É necessário verificar se já há um histórico de bruxismo ou problemas de oclusão, se a mastigação é bilateral, alternada, unilateral ou se causa sobrecarga da articulação temporomandibular, entre outros aspectos. “Um paciente que passa por uma cirurgia bariátrica, por exemplo, e não tem acompanhamento global, pode voltar a engordar. Quando alteramos o que seria natural para aquela pessoa, é preciso reabilitá-la dentro da nova condição, de forma ética e responsável”, salienta a fonoaudióloga.
A opinião acompanha a de Marlei Braude Canterji, fonoaudióloga do Grupo de Estudos das Cirurgias de Obesidade e Metabólica do Rio Grande do Sul, pioneira nas pesquisas brasileiras que relacionam os problemas de mastigação e o pós-operatório de pacientes com obesidade cirúrgica. Para ela, uma nova modalidade de alimentação exige a conscientização para uma nova forma de mastigação, deglutição, respiração, sucção e fala. Um dos grandes desafios é tornar algo automático, como a mastigação, uma função consciente e realizada da maneira adequada, principalmente em adultos.
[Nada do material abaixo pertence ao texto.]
//! Editing primitives.
//!
//! ## Learning: Compute, then Commit
//!
//! Every primitive borrows the buffer immutably (`&self`) and returns an
//! [`Edit`]: the complete new line vector plus where the cursor should land.
//! Nothing is written until the caller hands `edit.lines` to
//! [`TextBuffer::replace`]. If a primitive fails halfway, there is no
//! half-applied state to clean up.

use crate::buffer::byte_offset;
use crate::{BufferResult, Position, TextBuffer};

/// The result of an editing primitive: new content and new cursor.
#[derive(Debug, Clone, PartialEq, Eq)]
pub struct Edit {
    /// Complete buffer content after the edit
    pub lines: Vec<String>,
    /// Cursor position after the edit
    pub cursor: Position,
}

impl TextBuffer {
    fn edit(&self, lines: Vec<String>, cursor: Position) -> Edit {
        Edit { lines, cursor }
    }

    /// Inserts a character at `pos`; the column advances by one.
    pub fn insert_char(&self, pos: Position, ch: char) -> BufferResult<Edit> {
        self.check(pos)?;
        let mut lines = self.lines().to_vec();
        let line = &mut lines[pos.line];
        let at = byte_offset(line, pos.column);
        line.insert(at, ch);
        Ok(self.edit(lines, pos.with_column(pos.column + 1)))
    }

    /// Inserts (possibly multi-line) text at `pos`.
    ///
    /// The cursor lands on the last inserted character's successor.
    pub fn insert_text(&self, pos: Position, text: &str) -> BufferResult<Edit> {
        self.check(pos)?;
        let mut lines = self.lines().to_vec();
        let current = &lines[pos.line];
        let split = byte_offset(current, pos.column);
        let head = current[..split].to_string();
        let tail = current[split..].to_string();

        let mut pieces: Vec<String> = text.split('\n').map(str::to_string).collect();
        let last_len = pieces.last().map_or(0, |p| p.chars().count());
        let added_lines = pieces.len() - 1;
        let cursor = if added_lines == 0 {
            pos.with_column(pos.column + last_len)
        } else {
            Position::new(pos.line + added_lines, last_len)
        };

        pieces[0] = head + &pieces[0];
        if let Some(last) = pieces.last_mut() {
            last.push_str(&tail);
        }
        lines.splice(pos.line..=pos.line, pieces);
        Ok(self.edit(lines, cursor))
    }

    /// Backspace.
    ///
    /// Removes the character before the cursor, or joins with the previous
    /// line when the cursor is at column 0. At the very start of the buffer
    /// the edit is a no-op.
    pub fn delete_before(&self, pos: Position) -> BufferResult<Edit> {
        self.check(pos)?;
        let mut lines = self.lines().to_vec();
        if pos.column > 0 {
            let line = &mut lines[pos.line];
            let at = byte_offset(line, pos.column - 1);
            line.remove(at);
            return Ok(self.edit(lines, pos.with_column(pos.column - 1)));
        }
        if pos.line == 0 {
            return Ok(self.edit(lines, pos));
        }
        let current = lines.remove(pos.line);
        let prev = &mut lines[pos.line - 1];
        let join = prev.chars().count();
        prev.push_str(&current);
        Ok(self.edit(lines, Position::new(pos.line - 1, join)))
    }

    /// Forward delete.
    ///
    /// Removes the character under the cursor, or joins the next line onto
    /// this one when the cursor is at end-of-line. The cursor never moves.
    pub fn delete_after(&self, pos: Position) -> BufferResult<Edit> {
        self.check(pos)?;
        let mut lines = self.lines().to_vec();
        if pos.column < self.line_len(pos.line) {
            let line = &mut lines[pos.line];
            let at = byte_offset(line, pos.column);
            line.remove(at);
        } else if pos.line < self.last_line() {
            let next = lines.remove(pos.line + 1);
            lines[pos.line].push_str(&next);
        }
        Ok(self.edit(lines, pos))
    }

    /// Deletes the character under the cursor (`x`), returning it.
    ///
    /// Unlike [`TextBuffer::delete_after`] this never joins lines. The cursor
    /// is pulled back onto the last character when the line gets shorter.
    pub fn delete_char(&self, pos: Position) -> BufferResult<(Edit, Option<String>)> {
        self.check(pos)?;
        let len = self.line_len(pos.line);
        if pos.column >= len {
            return Ok((self.edit(self.lines().to_vec(), pos), None));
        }
        let mut lines = self.lines().to_vec();
        let line = &mut lines[pos.line];
        let at = byte_offset(line, pos.column);
        let removed = line.remove(at);
        let column = pos.column.min(len.saturating_sub(2));
        Ok((self.edit(lines, pos.with_column(column)), Some(removed.to_string())))
    }

    /// Enter: splits the line at the cursor; the cursor moves to column 0
    /// of the new line.
    pub fn split_line(&self, pos: Position) -> BufferResult<Edit> {
        self.check(pos)?;
        let mut lines = self.lines().to_vec();
        let line = &mut lines[pos.line];
        let at = byte_offset(line, pos.column);
        let tail = line.split_off(at);
        lines.insert(pos.line + 1, tail);
        Ok(self.edit(lines, Position::new(pos.line + 1, 0)))
    }

    /// Opens an empty line below (`o`) or above (`O`) `line_idx`.
    pub fn open_line(&self, line_idx: usize, below: bool) -> BufferResult<Edit> {
        self.check_line(line_idx)?;
        let mut lines = self.lines().to_vec();
        let at = if below { line_idx + 1 } else { line_idx };
        lines.insert(at, String::new());
        Ok(self.edit(lines, Position::new(at, 0)))
    }

    /// Deletes a whole line, returning its content.
    ///
    /// The only line of the buffer is cleared instead of removed.
    pub fn delete_line(&self, line_idx: usize) -> BufferResult<(Edit, String)> {
        self.check_line(line_idx)?;
        let mut lines = self.lines().to_vec();
        if lines.len() == 1 {
            let removed = std::mem::take(&mut lines[0]);
            return Ok((self.edit(lines, Position::ZERO), removed));
        }
        let removed = lines.remove(line_idx);
        let line = line_idx.min(lines.len() - 1);
        Ok((self.edit(lines, Position::new(line, 0)), removed))
    }

    /// Deletes the inclusive character range `start..=end`.
    ///
    /// `end` may sit at end-of-line, in which case the line break is part of
    /// the range and the following line is joined. Returns the removed text
    /// with `\n` for each removed line break.
    pub fn delete_range(&self, start: Position, end: Position) -> BufferResult<(Edit, String)> {
        self.check(start)?;
        self.check(end)?;
        let (start, end) = if end.is_before(&start) {
            (end, start)
        } else {
            (start, end)
        };

        // Convert the inclusive end into an exclusive one.
        let end_exclusive = if end.column < self.line_len(end.line) {
            end.with_column(end.column + 1)
        } else if end.line < self.last_line() {
            Position::new(end.line + 1, 0)
        } else {
            end
        };

        let lines_ref = self.lines();
        let first = &lines_ref[start.line];
        let last = &lines_ref[end_exclusive.line];
        let head = &first[..byte_offset(first, start.column)];
        let tail = &last[byte_offset(last, end_exclusive.column)..];

        let removed = if start.line == end_exclusive.line {
            first[byte_offset(first, start.column)..byte_offset(first, end_exclusive.column)]
                .to_string()
        } else {
            let mut text = first[byte_offset(first, start.column)..].to_string();
            for line in &lines_ref[start.line + 1..end_exclusive.line] {
                text.push('\n');
                text.push_str(line);
            }
            text.push('\n');
            text.push_str(&last[..byte_offset(last, end_exclusive.column)]);
            text
        };

        let joined = format!("{head}{tail}");
        let mut lines = lines_ref.to_vec();
        lines.splice(start.line..=end_exclusive.line, std::iter::once(joined));
        Ok((self.edit(lines, start), removed))
    }

    /// Inserts whole lines below (`p`) or above (`P`) `line_idx`.
    ///
    /// The cursor lands at column 0 of the first inserted line.
    pub fn put_lines(&self, line_idx: usize, new_lines: &[String], below: bool) -> BufferResult<Edit> {
        self.check_line(line_idx)?;
        let mut lines = self.lines().to_vec();
        let at = if below { line_idx + 1 } else { line_idx };
        lines.splice(at..at, new_lines.iter().cloned());
        Ok(self.edit(lines, Position::new(at, 0)))
    }
}
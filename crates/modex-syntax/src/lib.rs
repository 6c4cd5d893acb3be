//! # Modex Syntax
//!
//! Per-line syntax highlighting with a bounded cache.
//!
//! ## Why per-line?
//!
//! A modal editor re-renders the visible lines after every keystroke. A
//! line tokenizer needs no parse state from the lines above it, so each
//! visible line can be tokenized (or fetched from cache) independently:
//! - **Cheap**: only visible lines are touched
//! - **Cacheable**: the same text in the same file always yields the same
//!   tokens, so the key is simply `(filename, line text)`
//! - **Bounded**: overly long lines skip tokenization entirely
//!
//! The trade-off is that constructs spanning lines (a block comment opened
//! on one line and closed three lines later) are only recognized on the line
//! where they start, running to the end of that line.

mod cache;
mod highlighter;
mod language;
mod tokenizer;

pub use cache::{CacheStats, SyntaxCache};
pub use highlighter::{HighlightedLine, Highlighter, SyntaxConfig};
pub use language::Language;
pub use tokenizer::tokenize;

use serde::{Deserialize, Serialize};

/// Errors that can occur during syntax highlighting.
#[derive(Debug, Clone, PartialEq, Eq, thiserror::Error)]
pub enum SyntaxError {
    #[error("Unknown language: {0}")]
    UnknownLanguage(String),
}

/// Types of syntax elements for highlighting.
#[derive(Debug, Clone, Copy, PartialEq, Eq, Hash, Serialize, Deserialize)]
pub enum TokenKind {
    Keyword,
    String,
    Comment,
    Number,
    Operator,
    Type,
    Identifier,
}

impl TokenKind {
    /// Returns the theme color key for this kind.
    pub fn theme_key(&self) -> &'static str {
        match self {
            TokenKind::Keyword => "keyword",
            TokenKind::String => "string",
            TokenKind::Comment => "comment",
            TokenKind::Number => "number",
            TokenKind::Operator => "operator",
            TokenKind::Type => "type_name",
            TokenKind::Identifier => "variable",
        }
    }
}

/// A highlighted span of a line.
///
/// `start..end` is a half-open **byte** range into the line, so renderers can
/// slice the text directly with `&line[token.start..token.end]`.
#[derive(Debug, Clone, Copy, PartialEq, Eq, Hash, Serialize, Deserialize)]
pub struct SyntaxToken {
    /// Start byte offset
    pub start: usize,
    /// End byte offset (exclusive)
    pub end: usize,
    /// Kind of syntax element
    pub kind: TokenKind,
}

impl SyntaxToken {
    /// Creates a token.
    pub fn new(start: usize, end: usize, kind: TokenKind) -> Self {
        Self { start, end, kind }
    }

    /// Returns the slice of `line` this token covers.
    pub fn text<'a>(&self, line: &'a str) -> &'a str {
        &line[self.start..self.end]
    }
}
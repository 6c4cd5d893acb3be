//! Core line buffer.
//!
//! ## Why a Vec of lines?
//!
//! A modal editor thinks in lines: `dd`, `o`, `j`/`k`, line diffs for undo.
//! Keeping one `String` per line makes each of those an index operation and
//! makes the undo log a per-line patch instead of a whole-text snapshot.
//!
//! ## Invariant
//!
//! The buffer is never empty. A document with no content is a single empty
//! line, and every constructor and [`TextBuffer::replace`] enforce that.

use crate::{BufferError, BufferResult, Position};

/// An ordered, never-empty sequence of text lines.
#[derive(Debug, Clone, PartialEq, Eq)]
pub struct TextBuffer {
    lines: Vec<String>,
}

impl TextBuffer {
    /// Creates a buffer holding one empty line.
    ///
    /// # Example
    /// ```
    /// use modex_buffer::TextBuffer;
    ///
    /// let buffer = TextBuffer::new();
    /// assert!(buffer.is_empty());
    /// assert_eq!(buffer.len_lines(), 1);
    /// ```
    pub fn new() -> Self {
        Self {
            lines: vec![String::new()],
        }
    }

    /// Creates a buffer from already-split lines.
    pub fn from_lines(lines: Vec<String>) -> Self {
        let mut buffer = Self { lines };
        buffer.ensure_line();
        buffer
    }

    /// Parses file content into lines.
    ///
    /// Accepts `\n` and `\r\n` line endings. A single trailing newline
    /// terminates the last line rather than starting a new one.
    pub fn from_text(text: &str) -> Self {
        let body = text.strip_suffix('\n').unwrap_or(text);
        let lines = body
            .split('\n')
            .map(|l| l.strip_suffix('\r').unwrap_or(l).to_string())
            .collect();
        Self::from_lines(lines)
    }

    /// Serializes the buffer for saving.
    ///
    /// Every line is newline-terminated, except that an empty buffer
    /// serializes to the empty string.
    pub fn to_text(&self) -> String {
        if self.is_empty() {
            return String::new();
        }
        let mut out = String::with_capacity(self.lines.iter().map(|l| l.len() + 1).sum());
        for line in &self.lines {
            out.push_str(line);
            out.push('\n');
        }
        out
    }

    // ==================== Text Access ====================

    /// Returns all lines.
    #[inline]
    pub fn lines(&self) -> &[String] {
        &self.lines
    }

    /// Returns a specific line (0-indexed), without a trailing newline.
    pub fn line(&self, line_idx: usize) -> Option<&str> {
        self.lines.get(line_idx).map(String::as_str)
    }

    /// Returns the character at a position, if any.
    pub fn char_at(&self, pos: Position) -> Option<char> {
        self.line(pos.line)?.chars().nth(pos.column)
    }

    // ==================== Measurements ====================

    /// Returns true if the buffer is a single empty line.
    #[inline]
    pub fn is_empty(&self) -> bool {
        self.lines.len() == 1 && self.lines[0].is_empty()
    }

    /// Returns the number of lines. Always at least 1.
    #[inline]
    pub fn len_lines(&self) -> usize {
        self.lines.len()
    }

    /// Index of the last line.
    #[inline]
    pub fn last_line(&self) -> usize {
        self.lines.len() - 1
    }

    /// Length of a line in characters; 0 for lines that do not exist.
    pub fn line_len(&self, line_idx: usize) -> usize {
        self.line(line_idx).map_or(0, |l| l.chars().count())
    }

    // ==================== Bounds ====================

    /// Clamps a position into `0 <= line < len` and `0 <= column <= line_len`.
    pub fn clamp(&self, pos: Position) -> Position {
        let line = pos.line.min(self.last_line());
        let column = pos.column.min(self.line_len(line));
        Position { line, column }
    }

    /// Verifies a position lies within the buffer.
    ///
    /// # Learning: Bounds Checking
    ///
    /// Primitives validate input before computing anything. An invalid
    /// position is an internal error, never silently "fixed" here; the caller
    /// decides whether to clamp.
    pub fn check(&self, pos: Position) -> BufferResult<()> {
        if pos.line >= self.lines.len() || pos.column > self.line_len(pos.line) {
            return Err(BufferError::PositionOutOfBounds {
                line: pos.line,
                column: pos.column,
            });
        }
        Ok(())
    }

    /// Verifies a line index exists.
    pub fn check_line(&self, line_idx: usize) -> BufferResult<()> {
        if line_idx >= self.lines.len() {
            return Err(BufferError::LineOutOfBounds(line_idx));
        }
        Ok(())
    }

    // ==================== Mutation ====================

    /// Replaces the content wholesale.
    ///
    /// Returns `false` (and leaves the buffer untouched) when `lines` equals
    /// the current content. This is the single commit point for edits.
    pub fn replace(&mut self, lines: Vec<String>) -> bool {
        let lines = if lines.is_empty() {
            vec![String::new()]
        } else {
            lines
        };
        if lines == self.lines {
            return false;
        }
        self.lines = lines;
        true
    }

    fn ensure_line(&mut self) {
        if self.lines.is_empty() {
            self.lines.push(String::new());
        }
    }
}

impl Default for TextBuffer {
    fn default() -> Self {
        Self::new()
    }
}

impl From<&str> for TextBuffer {
    fn from(s: &str) -> Self {
        Self::from_text(s)
    }
}

impl From<String> for TextBuffer {
    fn from(s: String) -> Self {
        Self::from_text(&s)
    }
}

impl From<Vec<String>> for TextBuffer {
    fn from(lines: Vec<String>) -> Self {
        Self::from_lines(lines)
    }
}

/// Converts a character column into a byte offset within `line`.
///
/// Columns past the end map to `line.len()`.
pub(crate) fn byte_offset(line: &str, column: usize) -> usize {
    line.char_indices()
        .nth(column)
        .map_or(line.len(), |(idx, _)| idx)
}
Débora vai começar, agora em 2014, uma pesquisa – inédita no Brasil - no Centro de Especialidades Médicas da Santa Casa de Belo Horizonte. O estudo, em parceria com endocrinologistas, vai avaliar, durante 120 dias, cerca de 60 pacientes com obesidade clinica (aquela em que não há indicação cirúrgica). Um grupo terá acompanhamento fonoaudiológico e outro, não. A ideia é comparar os resultados alcançados com a terapia global e com o acompanhamento restrito aos médicos. "É uma área muito nova, com trabalhos ainda muito restritos. Ainda não foram realizados, por exemplo, estudos amplos que analisem essa função mastigatória, do ponto de vista fonoaudiológico, em casos de obesidade clínica", acrescenta.
Sobre a placa, a especialista não se apressa em tirar conclusões. “São vários aspectos a serem considerados. Há pacientes que precisam ver algo físico, material, precisam despender dinheiro para dar valor ao processo. Metade da população mundial está acima do peso, ou seja, temos em mãos um problema de saúde pública. Mas é preciso acompanhar e respeitar o ser humano como um todo. Se uma pessoa quer e precisa emagrecer, mas apresenta anatomia e funções biomecânicos equilibradas, valerá a pena introduzir uma placa que pode prejudicar esse equilíbrio?”, pondera.
Segundo Amanda de Souza Silva, é preciso ter consciência do comportamento individual, em um esforço para reconhecer os pontos fracos e as possibilidades de mudança na rotina e nos hábitos, de forma realista. “Esse, a meu ver, é o grande desafio!”, ensina a médica.